• WHAT TO DO: Narrow the data below down to the lines containing "Clone".

• GIVEN RECORDS:
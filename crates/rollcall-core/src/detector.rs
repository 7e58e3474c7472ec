//! SCRFD face detector via ONNX Runtime.
//!
//! Anchor-free decoding over three strides, followed by non-maximum
//! suppression. Input frames are grayscale; the single channel is
//! replicated into the RGB planes the model expects.

use crate::types::BoundingBox;
use ndarray::Array4;
use ort::session::Session;
use ort::value::TensorRef;
use std::path::Path;
use thiserror::Error;

const INPUT_SIZE: usize = 640;
const PIXEL_MEAN: f32 = 127.5;
const PIXEL_STD: f32 = 128.0;
const SCORE_THRESHOLD: f32 = 0.5;
const NMS_IOU: f32 = 0.4;
const STRIDES: [usize; 3] = [8, 16, 32];
const ANCHORS_PER_CELL: usize = 2;

#[derive(Error, Debug)]
pub enum DetectorError {
    #[error("model file not found: {0}: download det_10g.onnx from insightface into the model dir")]
    ModelNotFound(String),
    #[error("inference failed: {0}")]
    InferenceFailed(String),
    #[error("ort: {0}")]
    Ort(#[from] ort::Error),
}

/// Where the score, box and keypoint tensors of one stride live in the output list.
#[derive(Debug, Clone, Copy, PartialEq, Eq)]
struct StrideOutputs {
    score: usize,
    bbox: usize,
    kps: usize,
}

/// Scale and padding applied when fitting a frame into the square model input.
#[derive(Debug, Clone, Copy)]
struct Letterbox {
    scale: f32,
    pad_x: f32,
    pad_y: f32,
    scaled_w: usize,
    scaled_h: usize,
}

impl Letterbox {
    fn fit(width: usize, height: usize, target: usize) -> Self {
        let scale = (target as f32 / width as f32).min(target as f32 / height as f32);
        let scaled_w = ((width as f32 * scale).round() as usize).min(target);
        let scaled_h = ((height as f32 * scale).round() as usize).min(target);
        Self {
            scale,
            pad_x: (target - scaled_w) as f32 / 2.0,
            pad_y: (target - scaled_h) as f32 / 2.0,
            scaled_w,
            scaled_h,
        }
    }

    /// Map a point from model-input space back into the source frame.
    fn unmap(&self, x: f32, y: f32) -> (f32, f32) {
        ((x - self.pad_x) / self.scale, (y - self.pad_y) / self.scale)
    }
}

/// SCRFD-based face detector.
pub struct FaceDetector {
    session: Session,
    outputs: [StrideOutputs; 3],
}

impl FaceDetector {
    /// Load the SCRFD ONNX model from the given path.
    pub fn load(model_path: &str) -> Result<Self, DetectorError> {
        if !Path::new(model_path).exists() {
            return Err(DetectorError::ModelNotFound(model_path.to_string()));
        }

        let session = Session::builder()?
            .with_intra_threads(2)?
            .commit_from_file(model_path)?;

        let names: Vec<String> = session.outputs().iter().map(|o| o.name().to_string()).collect();
        tracing::info!(path = model_path, outputs = ?names, "loaded SCRFD model");

        if names.len() < 9 {
            return Err(DetectorError::InferenceFailed(format!(
                "SCRFD needs 9 outputs (score/bbox/kps for 3 strides), model has {}",
                names.len()
            )));
        }

        let outputs = map_outputs(&names);
        tracing::debug!(?outputs, "SCRFD output mapping");

        Ok(Self { session, outputs })
    }

    /// Detect faces in a grayscale frame, highest confidence first.
    pub fn detect(&mut self, frame: &[u8], width: u32, height: u32) -> Result<Vec<BoundingBox>, DetectorError> {
        let (width, height) = (width as usize, height as usize);
        if width == 0 || height == 0 || frame.len() < width * height {
            return Err(DetectorError::InferenceFailed(format!(
                "frame buffer of {} bytes does not cover {width}x{height}",
                frame.len()
            )));
        }

        let letterbox = Letterbox::fit(width, height, INPUT_SIZE);
        let input = to_input_tensor(frame, width, height, &letterbox);

        let outputs = self.session.run(ort::inputs![TensorRef::from_array_view(input.view())?])?;

        let mut candidates = Vec::new();
        for (slot, &stride) in STRIDES.iter().enumerate() {
            let map = self.outputs[slot];
            let (_, scores) = outputs[map.score]
                .try_extract_tensor::<f32>()
                .map_err(|e| DetectorError::InferenceFailed(format!("scores stride {stride}: {e}")))?;
            let (_, boxes) = outputs[map.bbox]
                .try_extract_tensor::<f32>()
                .map_err(|e| DetectorError::InferenceFailed(format!("boxes stride {stride}: {e}")))?;
            let (_, kps) = outputs[map.kps]
                .try_extract_tensor::<f32>()
                .map_err(|e| DetectorError::InferenceFailed(format!("keypoints stride {stride}: {e}")))?;

            candidates.extend(decode_stride(scores, boxes, kps, stride, &letterbox));
        }

        Ok(non_max_suppression(candidates, NMS_IOU))
    }
}

/// Resize a grayscale buffer with bilinear interpolation (pixel-centre aligned).
fn resize_bilinear(src: &[u8], width: usize, height: usize, new_w: usize, new_h: usize) -> Vec<u8> {
    let sx = width as f32 / new_w as f32;
    let sy = height as f32 / new_h as f32;
    let mut out = vec![0u8; new_w * new_h];

    for y in 0..new_h {
        let fy_src = ((y as f32 + 0.5) * sy - 0.5).max(0.0);
        let y0 = (fy_src as usize).min(height - 1);
        let y1 = (y0 + 1).min(height - 1);
        let wy = fy_src - y0 as f32;

        for x in 0..new_w {
            let fx_src = ((x as f32 + 0.5) * sx - 0.5).max(0.0);
            let x0 = (fx_src as usize).min(width - 1);
            let x1 = (x0 + 1).min(width - 1);
            let wx = fx_src - x0 as f32;

            let top = src[y0 * width + x0] as f32 * (1.0 - wx) + src[y0 * width + x1] as f32 * wx;
            let bottom = src[y1 * width + x0] as f32 * (1.0 - wx) + src[y1 * width + x1] as f32 * wx;
            out[y * new_w + x] = (top * (1.0 - wy) + bottom * wy).round().clamp(0.0, 255.0) as u8;
        }
    }
    out
}

/// Build the normalized NCHW input; padding uses the mean so it normalizes to zero.
fn to_input_tensor(frame: &[u8], width: usize, height: usize, lb: &Letterbox) -> Array4<f32> {
    let resized = resize_bilinear(frame, width, height, lb.scaled_w, lb.scaled_h);
    let x_off = lb.pad_x.floor() as usize;
    let y_off = lb.pad_y.floor() as usize;

    let mut tensor = Array4::<f32>::zeros((1, 3, INPUT_SIZE, INPUT_SIZE));
    for y in 0..lb.scaled_h {
        for x in 0..lb.scaled_w {
            let v = (resized[y * lb.scaled_w + x] as f32 - PIXEL_MEAN) / PIXEL_STD;
            for c in 0..3 {
                tensor[[0, c, y + y_off, x + x_off]] = v;
            }
        }
    }
    tensor
}

/// Resolve output tensor positions by name ("score_8", "bbox_16", ...),
/// falling back to the standard export order [scores, boxes, keypoints].
fn map_outputs(names: &[String]) -> [StrideOutputs; 3] {
    let find = |kind: &str, stride: usize| {
        let wanted = format!("{kind}_{stride}");
        names.iter().position(|n| *n == wanted)
    };

    let by_name: Option<Vec<StrideOutputs>> = STRIDES
        .iter()
        .map(|&s| {
            Some(StrideOutputs {
                score: find("score", s)?,
                bbox: find("bbox", s)?,
                kps: find("kps", s)?,
            })
        })
        .collect();

    match by_name {
        Some(found) => [found[0], found[1], found[2]],
        None => {
            tracing::info!(?names, "SCRFD output names not recognized, using positional mapping");
            std::array::from_fn(|i| StrideOutputs {
                score: i,
                bbox: i + 3,
                kps: i + 6,
            })
        }
    }
}

/// Decode one stride's anchors into frame-space boxes with landmarks.
fn decode_stride(scores: &[f32], boxes: &[f32], kps: &[f32], stride: usize, lb: &Letterbox) -> Vec<BoundingBox> {
    let cols = INPUT_SIZE / stride;
    let anchors = cols * (INPUT_SIZE / stride) * ANCHORS_PER_CELL;
    let step = stride as f32;

    let mut found = Vec::new();
    for idx in 0..anchors.min(scores.len()) {
        let confidence = scores[idx];
        if confidence <= SCORE_THRESHOLD {
            continue;
        }
        let Some(d) = boxes.get(idx * 4..idx * 4 + 4) else {
            continue;
        };

        let cell = idx / ANCHORS_PER_CELL;
        let cx = (cell % cols) as f32 * step;
        let cy = (cell / cols) as f32 * step;

        let (x1, y1) = lb.unmap(cx - d[0] * step, cy - d[1] * step);
        let (x2, y2) = lb.unmap(cx + d[2] * step, cy + d[3] * step);

        let landmarks = kps.get(idx * 10..idx * 10 + 10).map(|k| {
            std::array::from_fn(|i| lb.unmap(cx + k[i * 2] * step, cy + k[i * 2 + 1] * step))
        });

        found.push(BoundingBox {
            x: x1,
            y: y1,
            width: x2 - x1,
            height: y2 - y1,
            confidence,
            landmarks,
        });
    }
    found
}

/// Greedy NMS: keep the most confident box, drop everything overlapping it.
fn non_max_suppression(mut boxes: Vec<BoundingBox>, iou_limit: f32) -> Vec<BoundingBox> {
    boxes.sort_by(|a, b| b.confidence.total_cmp(&a.confidence));

    let mut kept: Vec<BoundingBox> = Vec::with_capacity(boxes.len());
    for candidate in boxes {
        if kept.iter().all(|k| k.iou(&candidate) <= iou_limit) {
            kept.push(candidate);
        }
    }
    kept
}

#[cfg(test)]
mod tests {
    use super::*;

    fn bbox(x: f32, y: f32, w: f32, h: f32, confidence: f32) -> BoundingBox {
        BoundingBox { x, y, width: w, height: h, confidence, landmarks: None }
    }

    #[test]
    fn test_nms_drops_overlapping_lower_score() {
        let kept = non_max_suppression(
            vec![
                bbox(5.0, 5.0, 100.0, 100.0, 0.8),
                bbox(0.0, 0.0, 100.0, 100.0, 0.9),
                bbox(200.0, 200.0, 50.0, 50.0, 0.7),
            ],
            0.4,
        );
        let scores: Vec<f32> = kept.iter().map(|b| b.confidence).collect();
        assert_eq!(scores, vec![0.9, 0.7]);
    }

    #[test]
    fn test_nms_keeps_separate_faces() {
        let kept = non_max_suppression(
            vec![bbox(0.0, 0.0, 10.0, 10.0, 0.9), bbox(50.0, 50.0, 10.0, 10.0, 0.8)],
            0.4,
        );
        assert_eq!(kept.len(), 2);
    }

    #[test]
    fn test_nms_empty() {
        assert!(non_max_suppression(Vec::new(), 0.4).is_empty());
    }

    #[test]
    fn test_letterbox_unmap_recovers_source_point() {
        let lb = Letterbox::fit(320, 240, INPUT_SIZE);
        assert_eq!(lb.scaled_w, 640);
        assert_eq!(lb.scaled_h, 480);
        let (x, y) = lb.unmap(100.0 * lb.scale + lb.pad_x, 50.0 * lb.scale + lb.pad_y);
        assert!((x - 100.0).abs() < 0.1 && (y - 50.0).abs() < 0.1, "got ({x}, {y})");
    }

    #[test]
    fn test_map_outputs_by_name() {
        let names: Vec<String> = [
            "bbox_8", "kps_8", "score_8", "bbox_16", "kps_16", "score_16", "bbox_32", "kps_32", "score_32",
        ]
        .iter()
        .map(|s| s.to_string())
        .collect();
        let map = map_outputs(&names);
        assert_eq!(map[0], StrideOutputs { score: 2, bbox: 0, kps: 1 });
        assert_eq!(map[2], StrideOutputs { score: 8, bbox: 6, kps: 7 });
    }

    #[test]
    fn test_map_outputs_positional_fallback() {
        let names: Vec<String> = (0..9).map(|i: usize| format!("{}", 400 + i)).collect();
        let map = map_outputs(&names);
        assert_eq!(map[1], StrideOutputs { score: 1, bbox: 4, kps: 7 });
    }

    #[test]
    fn test_resize_uniform_stays_uniform() {
        let src = vec![128u8; 100 * 100];
        let out = resize_bilinear(&src, 100, 100, 200, 150);
        assert_eq!(out.len(), 200 * 150);
        assert!(out.iter().all(|&p| p == 128));
    }

    #[test]
    fn test_input_tensor_padding_normalizes_to_zero() {
        let frame = vec![255u8; 320 * 160];
        let lb = Letterbox::fit(320, 160, INPUT_SIZE);
        let t = to_input_tensor(&frame, 320, 160, &lb);
        assert_eq!(t[[0, 0, 0, 0]], 0.0);
        let mid = t[[0, 1, INPUT_SIZE / 2, INPUT_SIZE / 2]];
        assert!((mid - (255.0 - PIXEL_MEAN) / PIXEL_STD).abs() < 1e-6);
    }

    #[test]
    fn test_decode_stride_maps_box_and_landmarks() {
        let lb = Letterbox::fit(INPUT_SIZE, INPUT_SIZE, INPUT_SIZE);
        let cells = (INPUT_SIZE / 32) * (INPUT_SIZE / 32) * ANCHORS_PER_CELL;
        let mut scores = vec![0.0f32; cells];
        let mut boxes = vec![0.0f32; cells * 4];
        let kps = vec![0.5f32; cells * 10];
        // anchor 2 -> cell 1 -> (32, 0)
        scores[2] = 0.9;
        boxes[8..12].copy_from_slice(&[0.5, 0.0, 1.0, 2.0]);

        let found = decode_stride(&scores, &boxes, &kps, 32, &lb);
        assert_eq!(found.len(), 1);
        let b = &found[0];
        assert!((b.x - 16.0).abs() < 1e-4 && b.y.abs() < 1e-4);
        assert!((b.width - 48.0).abs() < 1e-4 && (b.height - 64.0).abs() < 1e-4);
        let lms = b.landmarks.unwrap();
        assert!((lms[0].0 - 48.0).abs() < 1e-4 && (lms[0].1 - 16.0).abs() < 1e-4);
    }
}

• ANSWER BOX:
#[derive(Debug, Clone, Copy, PartialEq, Eq)]
#[derive(Debug, Clone, Copy)]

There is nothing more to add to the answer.